— TO DO —
Using the entries below, output exactly the lines from the one containing "fn is_round_over(&self) ->" through the final line, both included, and no others.

◇ ◇ ◇ ◇

//! Endless flyer: flap through an endless stream of pipe gaps.

use rand::rngs::StdRng;
use rand::{Rng, SeedableRng};

use crate::collision::{resolve, Outcome, PIPE_REWARD, Rect};
use crate::compute::{pipe_bounds, resample, GravityBody, GravityStep, MAX_RESAMPLE_ATTEMPTS};
use crate::engine::{Game, TickContext};
use crate::entities::{Actor, ActorKind, Point, Vec2};
use crate::feedback::Cue;
use crate::pool::Pool;
use crate::render::{Scene, SceneLayout, Sprite};
use crate::surface::Color;

pub const TITLE: &str = "FLAPPY BIRD";

pub const BIRD_X: i32 = 30;
pub const GRAVITY: f32 = 0.6;
pub const JUMP_IMPULSE: f32 = 5.0;
pub const PIPE_GAP: i32 = 35;
pub const PIPE_SPEED: i32 = 2;
pub const PIPE_COUNT: usize = 3;

const SLOT_PIPES: usize = 0;
const SLOT_BIRD: usize = SLOT_PIPES + 2 * PIPE_COUNT;
const SLOT_SCORE: usize = SLOT_BIRD + 1;
const SLOT_COUNT: usize = SLOT_SCORE + 1;

const K: Color = Color::BLACK;
const Y: Color = Color::YELLOW;

static BIRD_PIXELS: [Color; 64] = [
    K, Y, Y, Y, Y, Y, K, K,
    Y, Y, Y, Y, Y, Y, Y, K,
    Y, Y, Y, Y, Y, Y, Y, Y,
    Y, Y, Y, Y, Y, Y, Y, Y,
    Y, Y, Y, Y, Y, Y, Y, Y,
    Y, Y, Y, Y, Y, Y, Y, K,
    K, Y, Y, Y, Y, Y, K, K,
    K, K, Y, K, K, K, K, K,
];

pub struct Flyer {
    width: i32,
    height: i32,
    rng: StdRng,
    bird: GravityBody,
    pipes: Pool<PIPE_COUNT>,
    passed: [bool; PIPE_COUNT],
    score: u32,
    round_over: bool,
}

impl Flyer {
    pub fn new(seed: u64, width: i32, height: i32) -> Self {
        let mut game = Self {
            width,
            height,
            rng: StdRng::seed_from_u64(seed),
            bird: GravityBody::new(0.0),
            pipes: Pool::new(ActorKind::Pipe),
            passed: [false; PIPE_COUNT],
            score: 0,
            round_over: false,
        };
        game.init();
        game
    }

    fn bird_size() -> i32 {
        ActorKind::Bird.size().h
    }

    pub fn bird_bounds(&self) -> Rect {
        let size = ActorKind::Bird.size();
        Rect::new(BIRD_X, self.bird.y as i32, size.w, size.h)
    }

    /// Valid gap centres lie in `[PIPE_GAP, height - PIPE_GAP)`.
    fn gap_range(&self) -> (i32, i32) {
        let lo = PIPE_GAP;
        let hi = (self.height - PIPE_GAP).max(lo + 1);
        (lo, hi)
    }

    /// A gap centre drawn uniformly from the valid range.
    fn next_gap(&mut self) -> i32 {
        let (lo, hi) = self.gap_range();
        resample(
            &mut self.rng,
            MAX_RESAMPLE_ATTEMPTS,
            |rng| rng.gen_range(lo..hi),
            |gap| !(lo..hi).contains(gap),
            || Some((lo + hi) / 2),
        )
        .unwrap_or(lo)
    }

    fn rightmost_pipe(&self) -> Option<&Actor> {
        self.pipes.iter_active().map(|(_, p)| p).max_by_key(|p| p.pos.x)
    }

    fn move_pipes(&mut self, ctx: &mut TickContext) {
        let pipe_w = ActorKind::Pipe.size().w;
        let bird = self.bird_bounds();
        for i in 0..PIPE_COUNT {
            let Some(pipe) = self.pipes.get_mut(i) else {
                continue;
            };
            pipe.pos.x += pipe.vel.dx;

            if pipe.pos.x < -pipe_w {
                let max_x = self.rightmost_pipe().map_or(0, |p| p.pos.x);
                let x = (max_x.max(0) + self.width / 2).max(self.width);
                let gap = self.next_gap();
                if let Some(pipe) = self.pipes.get_mut(i) {
                    pipe.pos = Point::new(x, gap);
                }
                self.passed[i] = false;
            }

            let Some(pipe) = self.pipes.get_mut(i) else {
                continue;
            };
            let hit = pipe_bounds(pipe, PIPE_GAP, self.height)
                .iter()
                .any(|r| r.overlaps(&bird));
            if hit {
                let origin = Point::new(bird.x, bird.y);
                let mut flyer = Actor::new(ActorKind::Bird, origin, Vec2::ZERO);
                if resolve(&mut flyer, pipe, &mut self.score) == Outcome::RoundOver {
                    self.crash(ctx);
                    return;
                }
            }
            let Some(pipe) = self.pipes.get(i) else {
                continue;
            };
            if !self.passed[i] && bird.x > pipe.pos.x + pipe_w {
                self.passed[i] = true;
                self.score += PIPE_REWARD;
            }
        }
    }

    fn crash(&mut self, ctx: &mut TickContext) {
        self.round_over = true;
        ctx.cue(Cue::Crash);
    }

    // ── Inspection ───────────────────────────────────────────────────────────

    pub fn bird(&self) -> &GravityBody {
        &self.bird
    }

    pub fn bird_mut(&mut self) -> &mut GravityBody {
        &mut self.bird
    }

    pub fn pipes(&self) -> &Pool<PIPE_COUNT> {
        &self.pipes
    }

    pub fn pipes_mut(&mut self) -> &mut Pool<PIPE_COUNT> {
        &mut self.pipes
    }
}

impl Game for Flyer {
    fn title(&self) -> &'static str {
        TITLE
    }

    fn scene_layout(&self) -> SceneLayout {
        SceneLayout {
            sprite_slots: SLOT_COUNT,
            grid: None,
        }
    }

    fn init(&mut self) {
        self.bird = GravityBody::new((self.height / 2) as f32);
        self.score = 0;
        self.round_over = false;
        self.passed = [false; PIPE_COUNT];

        for i in 0..PIPE_COUNT {
            let gap = self.next_gap();
            let pos = Point::new(self.width + i as i32 * (self.width / 2), gap);
            self.pipes
                .place(i, Actor::new(ActorKind::Pipe, pos, Vec2::new(-PIPE_SPEED, 0)));
        }
    }

    fn on_update_tick(&mut self, ctx: &mut TickContext) {
        if self.round_over {
            return;
        }

        self.bird.accelerate(GRAVITY);
        if ctx.controls.pressed {
            self.bird.flap(JUMP_IMPULSE);
        }
        let floor = (self.height - Self::bird_size()) as f32;
        if self.bird.advance(0.0, floor) == GravityStep::Landed {
            self.crash(ctx);
            return;
        }

        self.move_pipes(ctx);
    }

    fn on_render_tick(&self, scene: &mut Scene) {
        for (i, pipe) in self.pipes.iter_active() {
            let [top, bottom] = pipe_bounds(pipe, PIPE_GAP, self.height);
            if !top.is_empty() {
                scene.set(SLOT_PIPES + 2 * i, Sprite::outline(top, Color::GREEN));
            }
            if !bottom.is_empty() {
                scene.set(SLOT_PIPES + 2 * i + 1, Sprite::outline(bottom, Color::GREEN));
            }
        }
        let bird = self.bird_bounds();
        scene.set(SLOT_BIRD, Sprite::pixmap(bird.x, bird.y, bird.w, &BIRD_PIXELS));
        scene.set(
            SLOT_SCORE,
            Sprite::text(5, 5, format!("Score: {}", self.score), Color::WHITE, 1),
        );
    }

    fn is_round_over(&self) -> bool {
        self.round_over
    }

    fn score(&self) -> u32 {
        self.score
    }
}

◇ ◇ ◇ ◇

— OUTPUT FOR THIS EXERCISE —
    fn is_round_over(&self) -> bool {
        self.round_over
    }

    fn score(&self) -> u32 {
        self.score
    }
}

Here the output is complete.